▸ DATASET EXCERPTS:
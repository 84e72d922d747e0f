//! IBM job API provider.
//!
//! Submits a synchronous job to `{base}/api/v1/jobs`. Requests are authorized
//! with a bearer key and identify the caller through the `Email` header, so both
//! a key and a user e-mail are required. Model output is expected to be YAML
//! wrapped in a markdown fence; the adapter strips the fence and validates the
//! YAML before answering.

use async_trait::async_trait;
use gateway_core::{Filter, GatewayError, LLMProvider, ModelInput, ModelResponse, ProviderType};
use gateway_filters::{MarkdownStripper, YamlLinter};
use reqwest::Client;
use secrecy::SecretString;
use serde::{Deserialize, Serialize};
use std::sync::Arc;
use std::time::Duration;
use tracing::debug;

use crate::http::{build_client, join_url, map_request_error, read_json, resolve_credential};

/// Default IBM endpoint
pub const DEFAULT_BASE_URL: &str = "https://bam-api.res.ibm.com";

/// Task sent with every job
pub const TASK_ID: &str = "yaml-only-raw-output";

/// IBM provider configuration
#[derive(Debug, Clone)]
pub struct IbmConfig {
    /// Model identifier
    pub model_id: String,
    /// Base URL
    pub base_url: String,
    /// Default caller e-mail
    pub user_id: Option<String>,
    /// Default API key
    pub api_key: Option<SecretString>,
    /// Request timeout
    pub timeout: Duration,
}

impl IbmConfig {
    /// Create a configuration for `model_id` against the public endpoint
    #[must_use]
    pub fn new(model_id: impl Into<String>) -> Self {
        Self {
            model_id: model_id.into(),
            base_url: DEFAULT_BASE_URL.to_string(),
            user_id: None,
            api_key: None,
            timeout: Duration::from_secs(60),
        }
    }

    /// Set the base URL
    #[must_use]
    pub fn with_base_url(mut self, url: impl Into<String>) -> Self {
        self.base_url = url.into();
        self
    }

    /// Set the default caller e-mail
    #[must_use]
    pub fn with_user_id(mut self, user_id: impl Into<String>) -> Self {
        self.user_id = Some(user_id.into());
        self
    }

    /// Set the default API key
    #[must_use]
    pub fn with_api_key(mut self, api_key: impl Into<String>) -> Self {
        self.api_key = Some(SecretString::new(api_key.into()));
        self
    }

    /// Set the timeout
    #[must_use]
    pub fn with_timeout(mut self, timeout: Duration) -> Self {
        self.timeout = timeout;
        self
    }
}

/// IBM provider implementation
pub struct IbmProvider {
    config: IbmConfig,
    user_id: Option<SecretString>,
    client: Client,
    filter: Filter,
}

impl IbmProvider {
    /// Create a new IBM provider with the markdown stripper and YAML linter attached
    ///
    /// # Errors
    /// Returns error if HTTP client cannot be created
    pub fn new(config: IbmConfig) -> Result<Self, GatewayError> {
        let client = build_client(config.timeout)?;
        let filter = Filter::new()
            .with_response_stage(Arc::new(MarkdownStripper::new()?))
            .with_response_stage(Arc::new(YamlLinter::new()));
        let user_id = config.user_id.clone().map(SecretString::new);

        Ok(Self {
            config,
            user_id,
            client,
            filter,
        })
    }

    fn jobs_url(&self) -> String {
        join_url(&self.config.base_url, "/api/v1/jobs")
    }
}

#[async_trait]
impl LLMProvider for IbmProvider {
    fn provider_type(&self) -> ProviderType {
        ProviderType::Ibm
    }

    fn model_id(&self) -> &str {
        &self.config.model_id
    }

    fn filter(&self) -> &Filter {
        &self.filter
    }

    async fn invoke(&self, input: &ModelInput) -> Result<ModelResponse, GatewayError> {
        let user_id = resolve_credential(
            ProviderType::Ibm,
            &input.user_id,
            self.user_id.as_ref(),
            "user email address",
        )?;
        let api_key = resolve_credential(
            ProviderType::Ibm,
            &input.api_key,
            self.config.api_key.as_ref(),
            "api key",
        )?;

        let url = self.jobs_url();
        let payload = IbmJobRequest {
            prompt: &input.prompt,
            model_id: &self.config.model_id,
            task_id: TASK_ID,
            mode: "synchronous",
        };

        debug!(model = %self.config.model_id, url = %url, "Submitting IBM job");

        let response = self
            .client
            .post(&url)
            .bearer_auth(api_key)
            .header("Email", user_id)
            .json(&payload)
            .send()
            .await
            .map_err(|e| map_request_error(ProviderType::Ibm, self.config.timeout, &e))?;

        let job: IbmJobResponse = read_json(ProviderType::Ibm, self.config.timeout, response).await?;

        Ok(ModelResponse {
            input_echo: input.prompt.clone(),
            status: job.status,
            request_id: job.job_id,
            conversation_id: input.conversation_id.clone(),
            output: job.task_output,
            raw_output: job.all_tokens,
            error_message: String::new(),
        })
    }
}

#[derive(Debug, Serialize)]
struct IbmJobRequest<'a> {
    prompt: &'a str,
    model_id: &'a str,
    task_id: &'a str,
    mode: &'a str,
}

#[derive(Debug, Deserialize)]
struct IbmJobResponse {
    #[serde(default)]
    all_tokens: String,
    #[serde(default)]
    job_id: String,
    #[serde(default)]
    status: String,
    #[serde(default)]
    task_output: String,
}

▸ PROBLEM TO SOLVE: Repeat the entries exactly as they appear.

▸ TASK OUTPUT:
repository 84e72d922d747e0f
//! IBM job API provider.
//!
//! Submits a synchronous job to `{base}/api/v1/jobs`. Requests are authorized
//! with a bearer key and identify the caller through the `Email` header, so both
//! a key and a user e-mail are required. Model output is expected to be YAML
//! wrapped in a markdown fence; the adapter strips the fence and validates the
//! YAML before answering.

use async_trait::async_trait;
use gateway_core::{Filter, GatewayError, LLMProvider, ModelInput, ModelResponse, ProviderType};
use gateway_filters::{MarkdownStripper, YamlLinter};
use reqwest::Client;
use secrecy::SecretString;
use serde::{Deserialize, Serialize};
use std::sync::Arc;
use std::time::Duration;
use tracing::debug;

use crate::http::{build_client, join_url, map_request_error, read_json, resolve_credential};

/// Default IBM endpoint
pub const DEFAULT_BASE_URL: &str = "https://bam-api.res.ibm.com";

/// Task sent with every job
pub const TASK_ID: &str = "yaml-only-raw-output";

/// IBM provider configuration
#[derive(Debug, Clone)]
pub struct IbmConfig {
    /// Model identifier
    pub model_id: String,
    /// Base URL
    pub base_url: String,
    /// Default caller e-mail
    pub user_id: Option<String>,
    /// Default API key
    pub api_key: Option<SecretString>,
    /// Request timeout
    pub timeout: Duration,
}

impl IbmConfig {
    /// Create a configuration for `model_id` against the public endpoint
    #[must_use]
    pub fn new(model_id: impl Into<String>) -> Self {
        Self {
            model_id: model_id.into(),
            base_url: DEFAULT_BASE_URL.to_string(),
            user_id: None,
            api_key: None,
            timeout: Duration::from_secs(60),
        }
    }

    /// Set the base URL
    #[must_use]
    pub fn with_base_url(mut self, url: impl Into<String>) -> Self {
        self.base_url = url.into();
        self
    }

    /// Set the default caller e-mail
    #[must_use]
    pub fn with_user_id(mut self, user_id: impl Into<String>) -> Self {
        self.user_id = Some(user_id.into());
        self
    }

    /// Set the default API key
    #[must_use]
    pub fn with_api_key(mut self, api_key: impl Into<String>) -> Self {
        self.api_key = Some(SecretString::new(api_key.into()));
        self
    }

    /// Set the timeout
    #[must_use]
    pub fn with_timeout(mut self, timeout: Duration) -> Self {
        self.timeout = timeout;
        self
    }
}

/// IBM provider implementation
pub struct IbmProvider {
    config: IbmConfig,
    user_id: Option<SecretString>,
    client: Client,
    filter: Filter,
}

impl IbmProvider {
    /// Create a new IBM provider with the markdown stripper and YAML linter attached
    ///
    /// # Errors
    /// Returns error if HTTP client cannot be created
    pub fn new(config: IbmConfig) -> Result<Self, GatewayError> {
        let client = build_client(config.timeout)?;
        let filter = Filter::new()
            .with_response_stage(Arc::new(MarkdownStripper::new()?))
            .with_response_stage(Arc::new(YamlLinter::new()));
        let user_id = config.user_id.clone().map(SecretString::new);

        Ok(Self {
            config,
            user_id,
            client,
            filter,
        })
    }

    fn jobs_url(&self) -> String {
        join_url(&self.config.base_url, "/api/v1/jobs")
    }
}

#[async_trait]
impl LLMProvider for IbmProvider {
    fn provider_type(&self) -> ProviderType {
        ProviderType::Ibm
    }

    fn model_id(&self) -> &str {
        &self.config.model_id
    }

    fn filter(&self) -> &Filter {
        &self.filter
    }

    async fn invoke(&self, input: &ModelInput) -> Result<ModelResponse, GatewayError> {
        let user_id = resolve_credential(
            ProviderType::Ibm,
            &input.user_id,
            self.user_id.as_ref(),
            "user email address",
        )?;
        let api_key = resolve_credential(
            ProviderType::Ibm,
            &input.api_key,
            self.config.api_key.as_ref(),
            "api key",
        )?;

        let url = self.jobs_url();
        let payload = IbmJobRequest {
            prompt: &input.prompt,
            model_id: &self.config.model_id,
            task_id: TASK_ID,
            mode: "synchronous",
        };

        debug!(model = %self.config.model_id, url = %url, "Submitting IBM job");

        let response = self
            .client
            .post(&url)
            .bearer_auth(api_key)
            .header("Email", user_id)
            .json(&payload)
            .send()
            .await
            .map_err(|e| map_request_error(ProviderType::Ibm, self.config.timeout, &e))?;

        let job: IbmJobResponse = read_json(ProviderType::Ibm, self.config.timeout, response).await?;

        Ok(ModelResponse {
            input_echo: input.prompt.clone(),
            status: job.status,
            request_id: job.job_id,
            conversation_id: input.conversation_id.clone(),
            output: job.task_output,
            raw_output: job.all_tokens,
            error_message: String::new(),
        })
    }
}

#[derive(Debug, Serialize)]
struct IbmJobRequest<'a> {
    prompt: &'a str,
    model_id: &'a str,
    task_id: &'a str,
    mode: &'a str,
}

#[derive(Debug, Deserialize)]
struct IbmJobResponse {
    #[serde(default)]
    all_tokens: String,
    #[serde(default)]
    job_id: String,
    #[serde(default)]
    status: String,
    #[serde(default)]
    task_output: String,
}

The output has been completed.